Et cette démarche n’a pas été réalisée, selon André Flora-Velhinho. Il n'y a pas eu de mesures tant au niveau de la conception qu'au niveau de la réalisation de la construction. Ces mesures-là n'ont pas été déployées.
La santé des copropriétaires à risque
Tous les échantillons de surface contiennent une contamination fongique
, peut-on lire dans le rapport d'analyse de la qualité de l'air rédigé par la firme Bâtisso. Selon les résultats de cette analyse, les spores de moisissures retrouvées sur les 18 façades [analysées] représentent une flore fongique problématique.
L’analyse de la qualité de l’air d’une unité de condo a démontré une telle contamination que le copropriétaire a dû quitter son logement.

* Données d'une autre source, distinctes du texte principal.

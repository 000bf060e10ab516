//! Groq backend for FitBot.
//!
//! Talks to Groq's OpenAI-compatible `chat/completions` endpoint and turns
//! its server-sent-event stream into cumulative reply snapshots.
//!
//! ```rust,no_run
//! use fitbot_core::{ChatCompleteParameters, StreamingChatProvider as _};
//! use fitbot_core::{generic::Message, model::Model};
//! use fitbot_groq::GroqAdapterBuilder;
//! use futures_util::StreamExt;
//!
//! # async fn run() -> fitbot_core::error::Result<()> {
//! let backend = GroqAdapterBuilder::new_from_env().build()?;
//! let params = ChatCompleteParameters::new(
//!     vec![Message::system("You are terse."), Message::user("Hi!")],
//!     Model::default(),
//! );
//!
//! let mut replies = backend.chat_complete_stream(params);
//! while let Some(snapshot) = replies.next().await {
//!     println!("{}", snapshot?);
//! }
//! # Ok(())
//! # }
//! ```
mod adapter;
mod lifecycle;
mod model_map;
mod provider_impl_chat_stream;

pub use adapter::{GroqAdapter, GroqAdapterBuilder};
pub use client::{DEFAULT_BASE_URL, GroqClient};
pub mod api_v1;
mod client;
pub mod error;
pub mod sse;
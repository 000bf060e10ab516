use std::pin::Pin;
use std::sync::Arc;

use crate::GroqAdapter;
use crate::api_v1::ChatCompletionRequest;
use fitbot_core::error::{FitbotError, Result};
use fitbot_core::generic::PartialReply;
use fitbot_core::provider::{ChatCompleteParameters, StreamingChatProvider};
use futures_core::stream::Stream;

impl StreamingChatProvider for GroqAdapter {
    type Snapshots<'s>
        = Pin<Box<dyn Stream<Item = Result<String>> + Send + 's>>
    where
        Self: 's;

    fn chat_complete_stream(&self, params: ChatCompleteParameters) -> Self::Snapshots<'_> {
        let client = Arc::clone(&self.client);

        Box::pin(async_stream::try_stream! {
            use futures_util::StreamExt;

            let timeout = params.config.request_timeout;
            let request = ChatCompletionRequest::from(params);

            let deltas = client.chat_completion_stream(request, timeout);
            futures_util::pin_mut!(deltas);

            let mut reply = PartialReply::new();
            while let Some(delta) = deltas.next().await {
                let delta = delta.map_err(FitbotError::from)?;
                if let Some(snapshot) = reply.push(&delta) {
                    yield snapshot.to_owned();
                }
            }
        })
    }
}
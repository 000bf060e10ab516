//! A minimal fragment that injects a *static* string into the prompt.
//!
//! Use this for text that does not change between turns, such as the
//! persona instruction:
//!
//! ```rust
//! use fitbot_types::fragments::{PERSONA_INSTRUCTION, StaticFragment};
//! use fitbot_core::{generic::Role, template::IntoPrompt};
//!
//! let messages = StaticFragment::from(PERSONA_INSTRUCTION).into_prompt();
//! assert_eq!(messages[0].role, Role::System);
//! ```
//!
//! The `From<&str>` impl defaults to [`Role::System`] since system messages
//! are the most common static fragments.

use fitbot_core::{
    generic::{Message, Role},
    template::IntoPrompt,
};

/// A borrowed string bundled with the chat role it is sent under.
pub struct StaticFragment<'a>((&'a str, Role));

/// Shorthand so you can write `StaticFragment::from("…")` without specifying
/// the role each time. Defaults to **system**.
impl<'a> From<&'a str> for StaticFragment<'a> {
    fn from(value: &'a str) -> Self {
        Self((value, Role::System))
    }
}

impl<'a> StaticFragment<'a> {
    /// Create a new fragment with explicit role.
    pub fn new(value: &'a str, role: Role) -> Self {
        Self((value, role))
    }
}

impl IntoPrompt for StaticFragment<'_> {
    type Message = Message;

    fn into_prompt(self) -> Vec<Self::Message> {
        vec![Message::new(self.0.1, self.0.0)]
    }
}
//! Provider-agnostic building blocks of the FitBot chat core.
//!
//! * [`generic`] – chat messages, roles and the cumulative [`PartialReply`].
//! * [`history`] – normalizes caller-held chat history into messages.
//! * [`provider`] – the [`StreamingChatProvider`] trait and request parameters.
//! * [`error`] – the error taxonomy every backend converts into.
//!
//! [`PartialReply`]: generic::PartialReply
//! [`StreamingChatProvider`]: provider::StreamingChatProvider
pub mod error;
pub mod generic;
pub mod history;
pub mod model;
pub mod provider;
pub mod template;

pub use provider::{ChatCompleteParameters, GenerationConfig, StreamingChatProvider};
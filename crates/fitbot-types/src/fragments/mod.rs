mod goal;
mod persona;
mod static_fragment;

pub use goal::FitnessGoal;
pub use persona::{PERSONA_INSTRUCTION, persona_instruction};
pub use static_fragment::StaticFragment;
use fitbot::FitBot;
use fitbot::groq::GroqAdapterBuilder;
use fitbot::groq::error::MISSING_API_KEY_MESSAGE;
use fitbot::history::History;
use fitbot::types::fragments::PERSONA_INSTRUCTION;
use futures_util::StreamExt;
use pretty_assertions::assert_eq;
use serde_json::{Value, json};
use tokio::io::{AsyncReadExt, AsyncWriteExt};
use tokio::net::TcpListener;
use wiremock::matchers::{method, path};
use wiremock::{Mock, MockServer, ResponseTemplate};

fn frame(text: &str) -> String {
    format!(
        "data: {}\n\n",
        json!({"choices": [{"index": 0, "delta": {"content": text}}]})
    )
}

fn bot(server: &MockServer) -> FitBot<fitbot::groq::GroqAdapter> {
    let backend = GroqAdapterBuilder::new()
        .with_api_key("test-key")
        .with_base_url(server.uri())
        .build()
        .expect("adapter with key");
    FitBot::new(backend)
}

async fn mount_reply(server: &MockServer, parts: &[&str]) {
    let mut body: String = parts.iter().map(|part| frame(part)).collect();
    body.push_str("data: [DONE]\n\n");
    Mock::given(method("POST"))
        .and(path("/chat/completions"))
        .respond_with(
            ResponseTemplate::new(200)
                .insert_header("content-type", "text/event-stream")
                .set_body_string(body),
        )
        .expect(1)
        .mount(server)
        .await;
}

async fn sent_messages(server: &MockServer) -> Vec<Value> {
    let requests = server.received_requests().await.expect("recording enabled");
    let body: Value = requests[0].body_json().expect("json body");
    body["messages"].as_array().cloned().expect("messages array")
}

#[tokio::test]
async fn first_turn_sends_persona_then_user_message() {
    let server = MockServer::start().await;
    mount_reply(&server, &["Welcome! ", "How old are you?"]).await;
    let bot = bot(&server);

    let shown: Vec<String> = bot.respond("hi", History::default()).collect().await;

    assert_eq!(shown, vec!["Welcome! ", "Welcome! How old are you?"]);
    assert_eq!(
        sent_messages(&server).await,
        vec![
            json!({"role": "system", "content": PERSONA_INSTRUCTION}),
            json!({"role": "user", "content": "hi"}),
        ]
    );
}

#[tokio::test]
async fn turn_pair_history_is_normalized_before_sending() {
    let server = MockServer::start().await;
    mount_reply(&server, &["Noted."]).await;
    let bot = bot(&server);

    let history = History::from_json(json!([
        ["I am 30, male, 180 cm, 82 kg", "Great, what is your goal?"],
        ["", "Still there?"],
        ["muscle gain", null]
    ]))
    .expect("turn pairs");

    let shown: Vec<String> = bot.respond("budget is low", history).collect().await;
    assert_eq!(shown, vec!["Noted."]);

    let messages = sent_messages(&server).await;
    assert_eq!(
        messages[1..],
        [
            json!({"role": "user", "content": "I am 30, male, 180 cm, 82 kg"}),
            json!({"role": "assistant", "content": "Great, what is your goal?"}),
            json!({"role": "assistant", "content": "Still there?"}),
            json!({"role": "user", "content": "muscle gain"}),
            json!({"role": "user", "content": "budget is low"}),
        ]
    );
}

#[tokio::test]
async fn record_history_is_sent_unchanged() {
    let server = MockServer::start().await;
    mount_reply(&server, &["ok"]).await;
    let bot = bot(&server);

    let history = History::from_json(json!([
        {"role": "user", "content": "hello"},
        {"role": "assistant", "content": "ok"}
    ]))
    .expect("records");

    let _: Vec<String> = bot.respond("next", history).collect().await;

    let messages = sent_messages(&server).await;
    assert_eq!(messages.len(), 4);
    assert_eq!(messages[1], json!({"role": "user", "content": "hello"}));
    assert_eq!(messages[2], json!({"role": "assistant", "content": "ok"}));
}

#[tokio::test]
async fn upstream_rejection_is_rendered_as_the_reply() {
    let server = MockServer::start().await;
    Mock::given(method("POST"))
        .and(path("/chat/completions"))
        .respond_with(ResponseTemplate::new(401).set_body_string("invalid api key"))
        .expect(1)
        .mount(&server)
        .await;
    let bot = bot(&server);

    let shown: Vec<String> = bot.respond("hi", History::default()).collect().await;

    assert_eq!(shown, vec!["Groq error 401: invalid api key"]);
}

#[test]
fn missing_key_is_reported_before_any_request() {
    let err = GroqAdapterBuilder::new()
        .with_api_key("")
        .build()
        .err()
        .expect("blank key rejected");

    assert_eq!(fitbot::render_error(&err), MISSING_API_KEY_MESSAGE);
}

#[tokio::test]
async fn selected_model_reaches_the_wire() {
    let server = MockServer::start().await;
    mount_reply(&server, &["fast"]).await;
    let bot = bot(&server).with_model(fitbot::model::GroqModel::Llama3_1_8bInstant);

    let _: Vec<String> = bot.respond("quick tip", History::default()).collect().await;

    let requests = server.received_requests().await.expect("recording enabled");
    let body: Value = requests[0].body_json().expect("json body");
    assert_eq!(body["model"], "llama-3.1-8b-instant");
    assert_eq!(body["stream"], true);
}

#[tokio::test]
async fn connection_lost_mid_reply_keeps_text_and_appends_error() {
    let listener = TcpListener::bind("127.0.0.1:0").await.expect("bind");
    let addr = listener.local_addr().expect("local addr");
    tokio::spawn(async move {
        let (mut socket, _) = listener.accept().await.expect("accept");
        // Consume the whole request so closing sends a clean FIN.
        let mut request = Vec::new();
        let mut chunk = [0u8; 4096];
        while !request_complete(&request) {
            let n = socket.read(&mut chunk).await.expect("read request");
            if n == 0 {
                break;
            }
            request.extend_from_slice(&chunk[..n]);
        }
        let body = format!("{}data: {{\"choi", frame("A"));
        let response = format!(
            "HTTP/1.1 200 OK\r\ncontent-type: text/event-stream\r\ncontent-length: 4096\r\n\r\n{body}"
        );
        socket.write_all(response.as_bytes()).await.expect("write response");
        socket.flush().await.expect("flush");
    });

    let backend = GroqAdapterBuilder::new()
        .with_api_key("test-key")
        .with_base_url(format!("http://{addr}"))
        .build()
        .expect("adapter with key");
    let bot = FitBot::new(backend);

    let shown: Vec<String> = bot.respond("hi", History::default()).collect().await;

    assert_eq!(shown.len(), 2, "{shown:?}");
    assert_eq!(shown[0], "A");
    assert!(shown[1].starts_with("A\n\nError: "), "{}", shown[1]);
}

fn request_complete(request: &[u8]) -> bool {
    let Some(end) = request.windows(4).position(|w| w == b"\r\n\r\n") else {
        return false;
    };
    let head = String::from_utf8_lossy(&request[..end]).to_ascii_lowercase();
    let length = head
        .lines()
        .find_map(|line| line.strip_prefix("content-length:"))
        .and_then(|value| value.trim().parse::<usize>().ok())
        .unwrap_or(0);
    request.len() >= end + 4 + length
}
use std::time::Duration;

use fitbot_core::error::FitbotError;
use reqwest::{StatusCode, header::InvalidHeaderValue};

/// Fixed message shown when no API key is configured.
pub const MISSING_API_KEY_MESSAGE: &str =
    "GROQ_API_KEY is not set. Add it to your environment (or a .env file) and restart.";

/// Every failure mode the Groq client can hit.
#[derive(Debug, thiserror::Error)]
pub enum GroqError {
    #[error("{}", MISSING_API_KEY_MESSAGE)]
    MissingApiKey,

    #[error("API key cannot be sent as a header: {0}")]
    InvalidApiKey(#[from] InvalidHeaderValue),

    #[error("request failed: {0}")]
    Http(#[from] reqwest::Error),

    #[error("no response within {0:?}")]
    Timeout(Duration),

    #[error("Groq returned non-success status {status}: {body}")]
    Api { status: StatusCode, body: String },
}

impl From<GroqError> for FitbotError {
    fn from(value: GroqError) -> Self {
        match value {
            GroqError::MissingApiKey | GroqError::InvalidApiKey(_) => {
                FitbotError::Configuration(value.to_string())
            }
            GroqError::Api { status, body } => FitbotError::UpstreamStatus {
                status: status.as_u16(),
                body,
            },
            GroqError::Http(_) | GroqError::Timeout(_) => FitbotError::Transport(Box::new(value)),
        }
    }
}
//! # `fitbot` – The umbrella crate
//!
//! One dependency for the whole FitBot chat core:
//!
//! | Crate               | What it provides                                                    |
//! |---------------------|---------------------------------------------------------------------|
//! | **`fitbot-core`**   | Messages, history normalization, the streaming provider trait, errors |
//! | **`fitbot-prompt`** | Prompt builder and chain helpers                                    |
//! | **`fitbot-types`**  | Persona instruction, goal prompts, BMI and TDEE helpers             |
//! | **`fitbot-groq`**   | Groq streaming backend *(feature `groq`, on by default)*            |
//!
//! [`FitBot`] drives one chat turn: it puts the persona in front of the
//! caller's history, sends the conversation to the backend and hands back
//! the growing reply.
//!
//! ```rust,no_run
//! use fitbot::{FitBot, history::History};
//! use futures_util::StreamExt;
//!
//! #[tokio::main]
//! async fn main() -> anyhow::Result<()> {
//!     let bot = FitBot::from_env()?;
//!     let mut reply = std::pin::pin!(bot.respond("Hi, I want to get stronger.", History::default()));
//!     while let Some(text) = reply.next().await {
//!         println!("{text}");
//!     }
//!     Ok(())
//! }
//! ```
#![doc(html_root_url = "https://docs.rs/fitbot/latest")]

mod bot;

pub use bot::{FitBot, render_error};
pub use fitbot_core::*;
pub use fitbot_prompt as prompt;
pub use fitbot_types as types;

#[cfg(feature = "groq")]
pub use fitbot_groq as groq;
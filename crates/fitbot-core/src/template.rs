//! Turning values into chat messages.
//!
//! [`IntoPrompt`] is the single seam between prompt *fragments* (persona
//! text, normalized history, the new user message) and the request that is
//! eventually sent. Fragments are concatenated with
//! `fitbot_prompt::chain::PromptChain`.

/// Converts a value into a series of chat messages.
///
/// The `Message` type is an **associated type** so a back-end could accept a
/// richer struct, but every fragment in this workspace emits
/// [`crate::generic::Message`].
pub trait IntoPrompt {
    /// Chat message representation emitted by the prompt.
    type Message: Send + Sync + 'static;

    /// Consume `self` and return **all** messages in the desired order.
    fn into_prompt(self) -> Vec<Self::Message>;
}

/// A single message is a prompt of length one.
impl IntoPrompt for crate::generic::Message {
    type Message = crate::generic::Message;

    fn into_prompt(self) -> Vec<Self::Message> {
        vec![self]
    }
}

impl IntoPrompt for Vec<crate::generic::Message> {
    type Message = crate::generic::Message;

    fn into_prompt(self) -> Vec<Self::Message> {
        self
    }
}
//! Decoding of the `text/event-stream` body returned when `stream = true`.
//!
//! The body is a sequence of newline-terminated lines:
//!
//! ```text
//! data: {"choices":[{"delta":{"content":"Hel"}}]}
//!
//! data: {"choices":[{"delta":{"content":"lo"}}]}
//!
//! data: [DONE]
//! ```
//!
//! [`LineBuffer`] reassembles lines from arbitrarily split network chunks and
//! [`decode_frame`] classifies each line. A line that cannot be decoded is
//! reported as [`Frame::Malformed`] and the caller moves on to the next one.
use bytes::{Bytes, BytesMut};

use crate::api_v1::ChatCompletionChunkResponse;

/// Payload that ends the stream.
pub const DONE_SENTINEL: &str = "[DONE]";

const DATA_PREFIX: &str = "data:";

/// Outcome of decoding a single line.
#[derive(Debug, Clone, PartialEq, Eq)]
pub enum Frame {
    /// Blank line, comment, or a fragment without text.
    Skip,
    /// Non-empty text from `choices[0].delta.content`.
    Delta(String),
    /// The end-of-stream sentinel.
    Done,
    /// The line could not be decoded; carries the reason for logging.
    Malformed(String),
}

/// Classify one line of the event stream (without its line terminator).
pub fn decode_frame(line: &[u8]) -> Frame {
    let Ok(line) = std::str::from_utf8(line) else {
        return Frame::Malformed("line is not valid UTF-8".into());
    };

    if line.trim().is_empty() || line.starts_with(':') {
        return Frame::Skip;
    }

    let payload = match line.strip_prefix(DATA_PREFIX) {
        Some(rest) => rest.strip_prefix(' ').unwrap_or(rest),
        None => line,
    };

    if payload.trim() == DONE_SENTINEL {
        return Frame::Done;
    }

    match serde_json::from_str::<ChatCompletionChunkResponse>(payload) {
        Ok(chunk) => chunk.first_delta_text().map_or(Frame::Skip, Frame::Delta),
        Err(err) => Frame::Malformed(err.to_string()),
    }
}

/// Byte buffer that yields complete lines as they become available.
///
/// Lines end with `\n`, `\r\n` or a lone `\r`. Bytes are kept raw until a
/// terminator arrives, so a multi-byte character split across two network
/// chunks is decoded intact.
#[derive(Debug, Default)]
pub struct LineBuffer {
    buf: BytesMut,
}

impl LineBuffer {
    pub fn extend(&mut self, chunk: &[u8]) {
        self.buf.extend_from_slice(chunk);
    }

    /// Next complete line, if one is buffered.
    ///
    /// A `\r` at the very end of the buffer is held back until the next
    /// byte shows whether it starts a `\r\n` pair.
    pub fn next_line(&mut self) -> Option<Bytes> {
        let pos = self
            .buf
            .iter()
            .position(|byte| matches!(byte, b'\n' | b'\r'))?;
        let terminator = match (self.buf[pos], self.buf.get(pos + 1)) {
            (b'\r', Some(b'\n')) => 2,
            (b'\r', None) => return None,
            _ => 1,
        };
        let mut line = self.buf.split_to(pos + terminator);
        line.truncate(pos);
        Some(line.freeze())
    }

    /// Whatever is left once the input is exhausted: a final line that had
    /// no terminator.
    pub fn finish(&mut self) -> Option<Bytes> {
        if self.buf.is_empty() {
            return None;
        }
        let mut line = self.buf.split();
        if line.last() == Some(&b'\r') {
            line.truncate(line.len() - 1);
        }
        Some(line.freeze())
    }
}
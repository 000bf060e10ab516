//! Helpers for composing the messages FitBot sends.
//!
//! * [`builder::PromptBuilder`] renders markdown text line by line.
//! * [`chain::PromptChain`] concatenates prompt fragments into one ordered
//!   message list.
pub mod builder;
pub mod chain;
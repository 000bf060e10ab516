use std::time::Duration;

use crate::{error::Result, generic::Message, model::Model};
use futures_core::stream::Stream;

/// A provider that delivers the model’s answer **incrementally**.
///
/// Unlike a raw delta stream, every item is the *cumulative* reply text so
/// far: each snapshot extends the previous one, so a display can simply
/// replace what it shows with the latest item.
///
/// A call issues exactly one request. The returned stream is single-pass;
/// dropping it early releases the underlying connection.
pub trait StreamingChatProvider: Send + Sync {
    /// Stream of reply snapshots.
    type Snapshots<'s>: Stream<Item = Result<String>> + Send + 's
    where
        Self: 's;

    /// Start a streaming chat completion.
    fn chat_complete_stream(&self, params: ChatCompleteParameters) -> Self::Snapshots<'_>;
}

/// Sampling and transport settings for one completion request.
#[derive(Debug, Clone, PartialEq)]
pub struct GenerationConfig {
    /// Hard cap on generated tokens.
    pub max_output_tokens: u32,
    /// 0 = greedy, 1 = very random.
    pub temperature: f64,
    /// Nucleus sampling probability mass cutoff (`top_p`).
    pub nucleus_probability: f64,
    /// How long to wait for the endpoint to start responding.
    pub request_timeout: Duration,
}

impl Default for GenerationConfig {
    fn default() -> Self {
        Self {
            max_output_tokens: 1024,
            temperature: 0.7,
            nucleus_probability: 0.92,
            request_timeout: Duration::from_secs(60),
        }
    }
}

impl GenerationConfig {
    pub fn with_max_output_tokens(mut self, max_output_tokens: u32) -> Self {
        self.max_output_tokens = max_output_tokens;
        self
    }

    pub fn with_temperature(mut self, temperature: f64) -> Self {
        self.temperature = temperature;
        self
    }

    pub fn with_nucleus_probability(mut self, nucleus_probability: f64) -> Self {
        self.nucleus_probability = nucleus_probability;
        self
    }

    pub fn with_request_timeout_seconds(mut self, seconds: u64) -> Self {
        self.request_timeout = Duration::from_secs(seconds);
        self
    }
}

#[derive(Debug, Clone)]
pub struct ChatCompleteParameters {
    pub messages: Vec<Message>,
    pub model: Model,
    pub config: GenerationConfig,
}

impl ChatCompleteParameters {
    pub fn new(messages: Vec<Message>, model: Model) -> Self {
        Self {
            messages,
            model,
            config: GenerationConfig::default(),
        }
    }

    pub fn with_config(mut self, config: GenerationConfig) -> Self {
        self.config = config;
        self
    }
}

#[cfg(test)]
mod tests {
    use super::*;

    #[test]
    fn generation_defaults_match_fitbot_settings() {
        let config = GenerationConfig::default();
        assert_eq!(config.max_output_tokens, 1024);
        assert_eq!(config.temperature, 0.7);
        assert_eq!(config.nucleus_probability, 0.92);
        assert_eq!(config.request_timeout, Duration::from_secs(60));
    }

    #[test]
    fn builder_methods_override_single_fields() {
        let config = GenerationConfig::default()
            .with_temperature(0.0)
            .with_request_timeout_seconds(5);
        assert_eq!(config.temperature, 0.0);
        assert_eq!(config.request_timeout, Duration::from_secs(5));
        assert_eq!(config.max_output_tokens, 1024);
    }
}
use fitbot_core::generic::{Message, Role};
use fitbot_core::provider::ChatCompleteParameters;
use serde::{Deserialize, Serialize};

use crate::model_map::map_model;

/// Body of `POST /chat/completions`.
#[derive(Debug, Serialize, Clone)]
pub struct ChatCompletionRequest {
    pub model: String,
    pub messages: Vec<ChatCompletionMessage>,
    #[serde(skip_serializing_if = "Option::is_none")]
    pub max_tokens: Option<u32>,
    #[serde(skip_serializing_if = "Option::is_none")]
    pub temperature: Option<f64>,
    #[serde(skip_serializing_if = "Option::is_none")]
    pub top_p: Option<f64>,
    #[serde(skip_serializing_if = "Option::is_none")]
    pub stream: Option<bool>,
}

impl ChatCompletionRequest {
    pub fn new(model: String, messages: Vec<ChatCompletionMessage>) -> Self {
        Self {
            model,
            messages,
            max_tokens: None,
            temperature: None,
            top_p: None,
            stream: None,
        }
    }
}

optional_setters!(ChatCompletionRequest {
    max_tokens: u32,
    temperature: f64,
    top_p: f64,
    stream: bool,
});

impl From<ChatCompleteParameters> for ChatCompletionRequest {
    fn from(value: ChatCompleteParameters) -> Self {
        let config = value.config;
        Self::new(
            map_model(value.model).into_owned(),
            value.messages.into_iter().map(Into::into).collect(),
        )
        .max_tokens(config.max_output_tokens)
        .temperature(config.temperature)
        .top_p(config.nucleus_probability)
    }
}

#[derive(Debug, Deserialize, Serialize, Clone, Copy, PartialEq, Eq)]
#[serde(rename_all = "snake_case")]
pub enum MessageRole {
    System,
    User,
    Assistant,
}

impl From<Role> for MessageRole {
    fn from(value: Role) -> Self {
        match value {
            Role::System => MessageRole::System,
            Role::User => MessageRole::User,
            Role::Assistant => MessageRole::Assistant,
        }
    }
}

/// A conversation entry as sent on the wire. Content is sent verbatim, empty
/// strings included.
#[derive(Debug, Serialize, Clone, PartialEq, Eq)]
pub struct ChatCompletionMessage {
    pub role: MessageRole,
    pub content: String,
}

impl From<Message> for ChatCompletionMessage {
    fn from(value: Message) -> Self {
        Self {
            role: value.role.into(),
            content: value.content,
        }
    }
}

Marie-Josée Leclerc, directrice générale du syndicat de copropriété du Faubourg Boisbriand.
Photo : Radio-Canada
Corriger ou démolir?
Deux scénarios ont été présentés aux propriétaires lors de la rencontre avec les experts, mais aucun des deux ne leur permettra d’éviter de perdre leur propriété, à moins d’engager d'énormes sommes d'argent. À près de trois millions de dollars par bâtiment, le coût de la reconstruction s’élèvera à environ 500 000 $ par copropriétaire. La directrice générale du syndicat de copropriété du Faubourg Boisbriand écarte ce scénario, à moins qu’une aide financière ne soit apportée par le gouvernement. On s'entend que c'est impossible
, dit Marie-Josée Leclerc. Les gens ne pourront pas assumer ça. Ils ne pourront pas payer ça si, évidemment, on n'a pas une aide extérieure.
Des démarches ont déjà été entreprises auprès de leur député, le ministre des Finances, Eric Girard. Pour l'avocat en droit de la copropriété Yves Joli-Cœur, qui déplore l'absence de loi obligeant la surveillance des chantiers de construction, le gouvernement doit s'impliquer financièrement. Il faut se poser la question : pourquoi [cette] situation se présente-t-elle? La première cause, évidemment, c'est qu'on construit mal au Québec. [Il faut] que le gouvernement assume sa responsabilité morale d'un déficit législatif qu'on connaît depuis des décennies au Québec.
L'autre scénario implique la dissolution des deux syndicats, une procédure qui permettra qu’un syndic organise la liquidation des actifs, c'est-à-dire la vente des terrains sur lesquels sont construits les bâtiments. Pour cela, il faut l'approbation de 90 % des copropriétaires. Mais ce n’est pas tout, souligne Yves Joli-Cœur. Il faut également que tous les créanciers hypothécaires soient d'accord avec le processus de liquidation. Est-ce possible juridiquement? Peut-être, mais en termes pratiques, la réponse est non.

Des copropriétaires du Faubourg Boisbriand assistent à une réunion extraordinaire sur l'état de leur complexe immobilier.
Photo : Radio-Canada
Dans tous les cas, ça ne libère pas les copropriétaires de leurs dettes envers leurs créanciers hypothécaires, a rappelé la directrice générale. On parle de personnes nouvellement parties de chez leurs parents, de retraités, des gens qui ont leur fonds de pension. Donc ces gens-là vont tout perdre, ultimement.
Certains envisagent de remettre les clés à la banque, comme Ionescu Laurentiu, qui a acheté son condo en juin 2021 et qui a encore une hypothèque de 320 000 $ à payer. Qu’est-ce que je peux faire? Je me rends malade? La seule option que j'ai, c’est la faillite.
Pour la directrice générale, il n’y a pas d'issue favorable. Il s'offre malheureusement peu de choses. On est dans une impasse. La situation est grave. On est très préoccupés. On parle d'un drame humain à grande échelle.